Peace Corps Volunteers, Colleen and Christian Hiner work in Tanzania

Amador’s Tanzania Peace Corps volunteers

Friday, January 16, 2004

By Leslie McLaughlin

Cation: Courtesy to the Ledger Dispatch Peace Corps Volunteers, Colleen and Christian Hiner on Mt. Hanang in the Hanang District of Tanzania.

The daughter of longtime Raley’s employee, Laura Rogers of Pine Grove, Colleen was at one time a waitress at the Upstairs Restaurant on Jackson’s Main Street and spent many college vacations in Amador County with her mother.

Colleen and Christian were classmates at Sonoma State University (SSU). She graduated cum laude with a double major in liberal studies and political science. Her junior year was spent as an exchange student in Copenhagen.

Christian also graduated from SSU with a degree in music and the couple were married on the SSU campus.

Upon graduation they decided to do something with their education and to them that meant joining the Peace Corps.

In their beginning e-mails back home, they noted the first impressions of Tanzania were wonderful, exciting and the food was good. In the town of Arusha, they met with their host family which consisted of a mama and baba (mother and father) and three children ages 12, 7 and 5. Their accommodations were nice but quickly seen as a drawback.

The running water, shower and flush toilet were comforting but the village they would eventually be assigned to would not have electricity, running water or toilets and these amenities were not forcing them to learn new bathroom skills. By choice they began learning to bathe from a bucket and to use “squat toilets.”

By Oct. 19 they departed Arusha for Machame for more technical training and to learn the language, called Kiswahili. In two weeks they had covered two to three semesters in learning to speak Kiswahili.

At one time they visited a local farmer and were impressed only to learn that this was the type of farmer using “integrated” practices and did not need their help.
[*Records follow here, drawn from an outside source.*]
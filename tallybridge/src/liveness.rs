/// Whether the switcher was reachable on the last poll.
#[derive(Default, Debug, Clone, Copy, PartialEq, Eq)]
pub enum LivenessState {
    /// The switcher hasn't been polled yet.
    #[default]
    Unknown,
    Active,
    Inactive,
}

/// A change in [LivenessState].
#[derive(Debug, Clone, Copy, PartialEq, Eq)]
pub enum LivenessEvent {
    /// The switcher became reachable.
    Opened,
    /// The switcher became unreachable.
    Closed,
}

/// Edge detector for switcher reachability.
///
/// Reports each change of state exactly once, so a switcher which stays
/// unreachable doesn't flood the logs.
#[derive(Default, Debug, Clone)]
pub struct LivenessTracker {
    state: LivenessState,
}

impl LivenessTracker {
    pub fn new() -> Self {
        Self::default()
    }

    /// Records the outcome of a poll, returning an event if the state
    /// changed.
    pub fn observe(&mut self, success: bool) -> Option<LivenessEvent> {
        let (next, event) = if success {
            (LivenessState::Active, LivenessEvent::Opened)
        } else {
            (LivenessState::Inactive, LivenessEvent::Closed)
        };

        if self.state == next {
            return None;
        }
        self.state = next;
        Some(event)
    }

    #[inline]
    pub const fn state(&self) -> LivenessState {
        self.state
    }
}
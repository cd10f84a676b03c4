//! # Tally directives in shot names
//!
//! Operators assign a switcher shot to tally receivers by tagging its name
//! with a bracketed group:
//!
//! ```text
//! Wide shot [T:1,3]
//! ```
//!
//! * Only the first bracketed group in the name is considered.
//! * The key before the first `:` must be `T` (or `t`).
//! * The value is a comma separated list of 1-based receiver numbers.
//!   Tokens which aren't integers, or are outside of
//!   `1..=`[`MAX_RECEIVERS`], are skipped without affecting the rest of the
//!   list.
//!
//! A name without a valid directive assigns the shot to no receivers.
use crate::MAX_RECEIVERS;
use regex::Regex;
use std::collections::BTreeSet;

/// Directive key for tally receivers.
const TALLY_KEY: &str = "T";

lazy_static! {
    /// First bracketed group, non-greedy. `.` never matches a newline, so a
    /// group can't span lines.
    static ref BRACKET_GROUP: Regex = Regex::new(r"\[(.*?)\]").unwrap();
}

/// The set of receivers a shot is assigned to.
///
/// Indices are 0-based (ie: receiver `[T:1]` is index `0`), and are always
/// less than [`MAX_RECEIVERS`].
#[derive(Default, Debug, Clone, PartialEq, Eq)]
pub struct TallyDirective {
    indices: BTreeSet<u8>,
}

impl TallyDirective {
    /// Parses the tally directive from a shot name.
    ///
    /// This never fails: a missing or malformed directive results in an empty
    /// [TallyDirective].
    pub fn parse(name: &str) -> Self {
        let Some(group) = first_bracket_group(name) else {
            return Self::default();
        };

        let Some((key, value)) = group.split_once(':') else {
            return Self::default();
        };

        if !key.eq_ignore_ascii_case(TALLY_KEY) {
            return Self::default();
        }

        Self {
            indices: value.split(',').filter_map(receiver_index).collect(),
        }
    }

    /// Returns `true` if the directive assigns the shot to no receivers.
    #[inline]
    pub fn is_empty(&self) -> bool {
        self.indices.is_empty()
    }

    /// Number of receivers the shot is assigned to.
    #[inline]
    pub fn len(&self) -> usize {
        self.indices.len()
    }

    /// Returns `true` if the 0-based receiver `index` is in the directive.
    pub fn contains(&self, index: usize) -> bool {
        u8::try_from(index).is_ok_and(|i| self.indices.contains(&i))
    }

    /// Iterates over the 0-based receiver indices, in ascending order.
    pub fn iter(&self) -> impl Iterator<Item = usize> + '_ {
        self.indices.iter().map(|&i| usize::from(i))
    }
}

/// Finds the contents of the first `[...]` group which doesn't span a line.
fn first_bracket_group(name: &str) -> Option<&str> {
    BRACKET_GROUP
        .captures(name)
        .and_then(|c| c.get(1))
        .map(|m| m.as_str())
}

/// Converts a 1-based receiver number token into a 0-based index.
fn receiver_index(token: &str) -> Option<u8> {
    let n: i64 = token.trim().parse().ok()?;
    let index = usize::try_from(n.checked_sub(1)?).ok()?;
    if index >= MAX_RECEIVERS {
        return None;
    }
    u8::try_from(index).ok()
}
He was, instead, a model for teaching other farmers. His most profitable crop was rice, but was involved in fish farming, vegetable gardening, fruit growing, raising rabbits, chickens, ducks which include Chinese ducks that weed the rice paddies, guinea fowl, a few goats and two cows for milk. The farm was fully sustainable and all plant and animal waste products were used for other purposes.

Internet cafes are not readily available nor are they cheap. However, e-mail is much cheaper than mailing a regular letter which costs the same as an hour of Internet usage. They also purchased a cell phone on the chance they would be in an area with reception. Calls to the U.S. are extremely expensive and charged by the second on outgoing calls.

The couple spent a week in a tent in Machame, right at the foot of Mt. Kilimanjaro and actually hiked up about 10 kilometers, but the hike was scheduled for an afternoon and not a week and they had to turn back.

The training they are undergoing teaches such useful things as the maintenance of fuel efficient stoves (most locals use wood or charcoal,) water harvesting, storage jars, non-fired bricks, solar food drying boxes, bee keeping, mushroom farming and latrine building, called a ventilated improved pit (VIP).

One evening their group of eight environmental volunteers had a get-together at the environmental program director’s home with wine and fresh roasted coffee. This coincided with Colleen and Christian’s second wedding anniversary so it was a real occasion.

The next week they moved to the village of Bacho, to take on soil conservation, agroforestry, drought-resistant crops, tree nurseries and composting.

At last the couple learned they would be assigned to the village of Lambo, a small cluster of mud huts with thatched roofs in rural Tanzania where they will live for the next two years. They arrived to learn that their house was not finished. It had to be built because Lambo never had a volunteer before. The village is off the main road about an hour’s walk to catch a bus. No one in Lambo has a phone or car and cell phone service is not yet available. Emergencies are handled with a bike or on foot to neighboring villages for help.

“We have learned that while building a chicken banda (coop), preparing a garden bed or working with cement, we might be concerned about wearing gloves or the right shoes, while those working next to us had no shoes or malapas (native flip-flops) and definitely didn’t have gloves. There are babies with no diapers of any kind, school children wear tattered uniforms and often seen are weird first-world hand-me-downs such as soccer cleats and pink Keds,” Colleen reported.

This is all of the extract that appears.